Start of Records to use

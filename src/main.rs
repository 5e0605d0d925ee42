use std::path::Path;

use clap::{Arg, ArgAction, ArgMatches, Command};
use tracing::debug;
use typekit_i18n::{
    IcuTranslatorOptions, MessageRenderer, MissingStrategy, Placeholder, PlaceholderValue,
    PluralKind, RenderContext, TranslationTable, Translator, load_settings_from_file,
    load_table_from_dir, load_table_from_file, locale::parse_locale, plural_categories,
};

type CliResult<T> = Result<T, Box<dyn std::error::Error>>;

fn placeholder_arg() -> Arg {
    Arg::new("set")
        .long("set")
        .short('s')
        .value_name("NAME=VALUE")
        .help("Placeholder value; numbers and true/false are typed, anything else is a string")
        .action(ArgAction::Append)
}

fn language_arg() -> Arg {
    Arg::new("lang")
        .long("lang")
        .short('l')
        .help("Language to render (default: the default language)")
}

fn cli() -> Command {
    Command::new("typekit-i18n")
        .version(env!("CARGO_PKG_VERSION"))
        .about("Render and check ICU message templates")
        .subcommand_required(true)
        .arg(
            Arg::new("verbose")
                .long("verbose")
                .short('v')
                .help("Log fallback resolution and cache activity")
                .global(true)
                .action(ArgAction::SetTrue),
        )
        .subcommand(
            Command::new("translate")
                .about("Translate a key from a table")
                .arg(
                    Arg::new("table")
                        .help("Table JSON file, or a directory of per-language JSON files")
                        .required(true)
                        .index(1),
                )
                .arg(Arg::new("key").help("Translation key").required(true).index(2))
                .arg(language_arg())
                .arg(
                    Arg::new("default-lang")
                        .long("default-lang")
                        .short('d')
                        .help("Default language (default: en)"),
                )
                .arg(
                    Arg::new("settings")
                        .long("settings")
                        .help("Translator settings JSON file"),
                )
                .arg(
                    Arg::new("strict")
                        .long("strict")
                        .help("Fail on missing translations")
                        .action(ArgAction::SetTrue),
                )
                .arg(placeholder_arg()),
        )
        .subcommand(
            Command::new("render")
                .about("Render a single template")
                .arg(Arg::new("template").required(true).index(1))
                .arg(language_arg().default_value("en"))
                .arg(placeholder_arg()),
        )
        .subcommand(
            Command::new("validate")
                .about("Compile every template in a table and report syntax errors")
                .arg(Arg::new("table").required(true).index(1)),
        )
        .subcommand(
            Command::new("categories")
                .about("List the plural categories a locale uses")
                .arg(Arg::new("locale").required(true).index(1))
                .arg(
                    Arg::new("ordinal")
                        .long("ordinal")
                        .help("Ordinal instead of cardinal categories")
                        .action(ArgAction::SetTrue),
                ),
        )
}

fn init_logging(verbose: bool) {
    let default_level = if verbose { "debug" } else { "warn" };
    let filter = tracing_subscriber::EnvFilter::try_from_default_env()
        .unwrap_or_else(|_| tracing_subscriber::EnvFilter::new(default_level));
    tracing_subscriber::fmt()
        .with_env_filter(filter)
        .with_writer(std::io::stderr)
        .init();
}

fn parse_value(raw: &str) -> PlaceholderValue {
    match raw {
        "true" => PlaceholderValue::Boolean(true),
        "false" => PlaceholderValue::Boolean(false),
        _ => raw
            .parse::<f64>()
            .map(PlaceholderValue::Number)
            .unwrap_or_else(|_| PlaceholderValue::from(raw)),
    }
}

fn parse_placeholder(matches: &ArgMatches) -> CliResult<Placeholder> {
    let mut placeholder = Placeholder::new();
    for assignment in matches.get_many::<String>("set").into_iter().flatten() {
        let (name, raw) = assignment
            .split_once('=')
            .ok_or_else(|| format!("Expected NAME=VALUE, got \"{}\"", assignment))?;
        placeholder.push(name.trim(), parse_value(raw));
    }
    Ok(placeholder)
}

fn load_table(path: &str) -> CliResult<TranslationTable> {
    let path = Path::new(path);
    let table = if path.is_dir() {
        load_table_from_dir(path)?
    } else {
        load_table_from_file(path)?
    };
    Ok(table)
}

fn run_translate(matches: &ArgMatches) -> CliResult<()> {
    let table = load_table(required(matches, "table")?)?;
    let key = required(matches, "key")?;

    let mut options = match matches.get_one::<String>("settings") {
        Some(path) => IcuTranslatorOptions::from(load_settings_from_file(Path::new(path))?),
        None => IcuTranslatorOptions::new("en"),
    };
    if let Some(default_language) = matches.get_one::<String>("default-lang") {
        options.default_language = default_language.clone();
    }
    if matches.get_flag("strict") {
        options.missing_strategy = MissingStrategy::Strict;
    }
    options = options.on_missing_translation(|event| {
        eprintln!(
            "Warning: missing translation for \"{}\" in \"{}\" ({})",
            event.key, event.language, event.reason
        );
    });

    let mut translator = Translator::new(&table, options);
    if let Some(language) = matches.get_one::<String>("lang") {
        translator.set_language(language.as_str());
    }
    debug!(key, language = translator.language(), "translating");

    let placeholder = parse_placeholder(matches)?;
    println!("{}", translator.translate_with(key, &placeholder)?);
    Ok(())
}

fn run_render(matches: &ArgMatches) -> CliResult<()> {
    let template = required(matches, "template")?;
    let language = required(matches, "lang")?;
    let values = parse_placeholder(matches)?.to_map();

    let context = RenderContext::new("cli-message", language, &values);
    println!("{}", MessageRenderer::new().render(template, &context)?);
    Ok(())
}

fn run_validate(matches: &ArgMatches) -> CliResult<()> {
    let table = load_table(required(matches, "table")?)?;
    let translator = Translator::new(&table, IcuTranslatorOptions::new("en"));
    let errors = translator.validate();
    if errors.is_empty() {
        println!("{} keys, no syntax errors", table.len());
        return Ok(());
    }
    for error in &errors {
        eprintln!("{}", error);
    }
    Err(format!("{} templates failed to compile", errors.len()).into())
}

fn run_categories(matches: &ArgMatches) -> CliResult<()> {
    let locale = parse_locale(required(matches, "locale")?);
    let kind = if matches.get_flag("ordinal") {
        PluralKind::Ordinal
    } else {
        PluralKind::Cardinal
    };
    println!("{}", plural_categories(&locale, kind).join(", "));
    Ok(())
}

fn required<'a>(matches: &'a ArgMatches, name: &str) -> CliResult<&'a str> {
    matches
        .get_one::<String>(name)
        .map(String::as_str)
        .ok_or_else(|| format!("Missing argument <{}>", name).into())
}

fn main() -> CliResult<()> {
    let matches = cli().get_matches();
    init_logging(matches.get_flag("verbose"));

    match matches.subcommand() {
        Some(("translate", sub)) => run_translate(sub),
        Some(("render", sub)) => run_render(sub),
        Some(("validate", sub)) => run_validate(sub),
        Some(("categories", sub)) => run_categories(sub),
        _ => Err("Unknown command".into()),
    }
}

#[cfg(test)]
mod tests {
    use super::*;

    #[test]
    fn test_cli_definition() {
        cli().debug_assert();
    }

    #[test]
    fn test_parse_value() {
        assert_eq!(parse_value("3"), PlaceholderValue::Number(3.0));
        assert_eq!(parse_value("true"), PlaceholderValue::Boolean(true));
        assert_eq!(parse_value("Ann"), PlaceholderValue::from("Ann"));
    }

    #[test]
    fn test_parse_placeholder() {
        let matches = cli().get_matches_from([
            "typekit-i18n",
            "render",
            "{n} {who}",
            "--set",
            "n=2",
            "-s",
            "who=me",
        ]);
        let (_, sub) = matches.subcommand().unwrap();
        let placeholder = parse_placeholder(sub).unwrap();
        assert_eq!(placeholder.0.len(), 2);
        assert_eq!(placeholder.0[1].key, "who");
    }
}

End of Records to use

> _Task to complete_: Would you write out all of the data again, unchanged?

> _Answer for the task_:
filename src/main.rs
repository 5e0605d0d925ee42
use std::path::Path;

use clap::{Arg, ArgAction, ArgMatches, Command};
use tracing::debug;
use typekit_i18n::{
    IcuTranslatorOptions, MessageRenderer, MissingStrategy, Placeholder, PlaceholderValue,
    PluralKind, RenderContext, TranslationTable, Translator, load_settings_from_file,
    load_table_from_dir, load_table_from_file, locale::parse_locale, plural_categories,
};

type CliResult<T> = Result<T, Box<dyn std::error::Error>>;

fn placeholder_arg() -> Arg {
    Arg::new("set")
        .long("set")
        .short('s')
        .value_name("NAME=VALUE")
        .help("Placeholder value; numbers and true/false are typed, anything else is a string")
        .action(ArgAction::Append)
}

fn language_arg() -> Arg {
    Arg::new("lang")
        .long("lang")
        .short('l')
        .help("Language to render (default: the default language)")
}

fn cli() -> Command {
    Command::new("typekit-i18n")
        .version(env!("CARGO_PKG_VERSION"))
        .about("Render and check ICU message templates")
        .subcommand_required(true)
        .arg(
            Arg::new("verbose")
                .long("verbose")
                .short('v')
                .help("Log fallback resolution and cache activity")
                .global(true)
                .action(ArgAction::SetTrue),
        )
        .subcommand(
            Command::new("translate")
                .about("Translate a key from a table")
                .arg(
                    Arg::new("table")
                        .help("Table JSON file, or a directory of per-language JSON files")
                        .required(true)
                        .index(1),
                )
                .arg(Arg::new("key").help("Translation key").required(true).index(2))
                .arg(language_arg())
                .arg(
                    Arg::new("default-lang")
                        .long("default-lang")
                        .short('d')
                        .help("Default language (default: en)"),
                )
                .arg(
                    Arg::new("settings")
                        .long("settings")
                        .help("Translator settings JSON file"),
                )
                .arg(
                    Arg::new("strict")
                        .long("strict")
                        .help("Fail on missing translations")
                        .action(ArgAction::SetTrue),
                )
                .arg(placeholder_arg()),
        )
        .subcommand(
            Command::new("render")
                .about("Render a single template")
                .arg(Arg::new("template").required(true).index(1))
                .arg(language_arg().default_value("en"))
                .arg(placeholder_arg()),
        )
        .subcommand(
            Command::new("validate")
                .about("Compile every template in a table and report syntax errors")
                .arg(Arg::new("table").required(true).index(1)),
        )
        .subcommand(
            Command::new("categories")
                .about("List the plural categories a locale uses")
                .arg(Arg::new("locale").required(true).index(1))
                .arg(
                    Arg::new("ordinal")
                        .long("ordinal")
                        .help("Ordinal instead of cardinal categories")
                        .action(ArgAction::SetTrue),
                ),
        )
}

fn init_logging(verbose: bool) {
    let default_level = if verbose { "debug" } else { "warn" };
    let filter = tracing_subscriber::EnvFilter::try_from_default_env()
        .unwrap_or_else(|_| tracing_subscriber::EnvFilter::new(default_level));
    tracing_subscriber::fmt()
        .with_env_filter(filter)
        .with_writer(std::io::stderr)
        .init();
}

fn parse_value(raw: &str) -> PlaceholderValue {
    match raw {
        "true" => PlaceholderValue::Boolean(true),
        "false" => PlaceholderValue::Boolean(false),
        _ => raw
            .parse::<f64>()
            .map(PlaceholderValue::Number)
            .unwrap_or_else(|_| PlaceholderValue::from(raw)),
    }
}

fn parse_placeholder(matches: &ArgMatches) -> CliResult<Placeholder> {
    let mut placeholder = Placeholder::new();
    for assignment in matches.get_many::<String>("set").into_iter().flatten() {
        let (name, raw) = assignment
            .split_once('=')
            .ok_or_else(|| format!("Expected NAME=VALUE, got \"{}\"", assignment))?;
        placeholder.push(name.trim(), parse_value(raw));
    }
    Ok(placeholder)
}

fn load_table(path: &str) -> CliResult<TranslationTable> {
    let path = Path::new(path);
    let table = if path.is_dir() {
        load_table_from_dir(path)?
    } else {
        load_table_from_file(path)?
    };
    Ok(table)
}

fn run_translate(matches: &ArgMatches) -> CliResult<()> {
    let table = load_table(required(matches, "table")?)?;
    let key = required(matches, "key")?;

    let mut options = match matches.get_one::<String>("settings") {
        Some(path) => IcuTranslatorOptions::from(load_settings_from_file(Path::new(path))?),
        None => IcuTranslatorOptions::new("en"),
    };
    if let Some(default_language) = matches.get_one::<String>("default-lang") {
        options.default_language = default_language.clone();
    }
    if matches.get_flag("strict") {
        options.missing_strategy = MissingStrategy::Strict;
    }
    options = options.on_missing_translation(|event| {
        eprintln!(
            "Warning: missing translation for \"{}\" in \"{}\" ({})",
            event.key, event.language, event.reason
        );
    });

    let mut translator = Translator::new(&table, options);
    if let Some(language) = matches.get_one::<String>("lang") {
        translator.set_language(language.as_str());
    }
    debug!(key, language = translator.language(), "translating");

    let placeholder = parse_placeholder(matches)?;
    println!("{}", translator.translate_with(key, &placeholder)?);
    Ok(())
}

fn run_render(matches: &ArgMatches) -> CliResult<()> {
    let template = required(matches, "template")?;
    let language = required(matches, "lang")?;
    let values = parse_placeholder(matches)?.to_map();

    let context = RenderContext::new("cli-message", language, &values);
    println!("{}", MessageRenderer::new().render(template, &context)?);
    Ok(())
}

fn run_validate(matches: &ArgMatches) -> CliResult<()> {
    let table = load_table(required(matches, "table")?)?;
    let translator = Translator::new(&table, IcuTranslatorOptions::new("en"));
    let errors = translator.validate();
    if errors.is_empty() {
        println!("{} keys, no syntax errors", table.len());
        return Ok(());
    }
    for error in &errors {
        eprintln!("{}", error);
    }
    Err(format!("{} templates failed to compile", errors.len()).into())
}

fn run_categories(matches: &ArgMatches) -> CliResult<()> {
    let locale = parse_locale(required(matches, "locale")?);
    let kind = if matches.get_flag("ordinal") {
        PluralKind::Ordinal
    } else {
        PluralKind::Cardinal
    };
    println!("{}", plural_categories(&locale, kind).join(", "));
    Ok(())
}

fn required<'a>(matches: &'a ArgMatches, name: &str) -> CliResult<&'a str> {
    matches
        .get_one::<String>(name)
        .map(String::as_str)
        .ok_or_else(|| format!("Missing argument <{}>", name).into())
}

fn main() -> CliResult<()> {
    let matches = cli().get_matches();
    init_logging(matches.get_flag("verbose"));

    match matches.subcommand() {
        Some(("translate", sub)) => run_translate(sub),
        Some(("render", sub)) => run_render(sub),
        Some(("validate", sub)) => run_validate(sub),
        Some(("categories", sub)) => run_categories(sub),
        _ => Err("Unknown command".into()),
    }
}

#[cfg(test)]
mod tests {
    use super::*;

    #[test]
    fn test_cli_definition() {
        cli().debug_assert();
    }

    #[test]
    fn test_parse_value() {
        assert_eq!(parse_value("3"), PlaceholderValue::Number(3.0));
        assert_eq!(parse_value("true"), PlaceholderValue::Boolean(true));
        assert_eq!(parse_value("Ann"), PlaceholderValue::from("Ann"));
    }

    #[test]
    fn test_parse_placeholder() {
        let matches = cli().get_matches_from([
            "typekit-i18n",
            "render",
            "{n} {who}",
            "--set",
            "n=2",
            "-s",
            "who=me",
        ]);
        let (_, sub) = matches.subcommand().unwrap();
        let placeholder = parse_placeholder(sub).unwrap();
        assert_eq!(placeholder.0.len(), 2);
        assert_eq!(placeholder.0[1].key, "who");
    }
}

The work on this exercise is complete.